__THE INPUT__:
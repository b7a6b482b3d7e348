//! Business logic services for the Regional Weather Dashboard

pub mod dashboard;
pub mod forecast;
pub mod seeding;
pub mod session;
pub mod sso;

pub use dashboard::DashboardService;
pub use forecast::ForecastService;
pub use seeding::{SeedPlan, SeedService, SeedSummary};
pub use session::{SessionClaims, SessionService};
pub use sso::SsoService;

__EXERCISE AIM__: Repeat only the lines from the one holding "pub mod dashboard;" through the last line of the data.

__EXERCISE RESPONSE__:
pub mod dashboard;
pub mod forecast;
pub mod seeding;
pub mod session;
pub mod sso;

pub use dashboard::DashboardService;
pub use forecast::ForecastService;
pub use seeding::{SeedPlan, SeedService, SeedSummary};
pub use session::{SessionClaims, SessionService};
pub use sso::SsoService;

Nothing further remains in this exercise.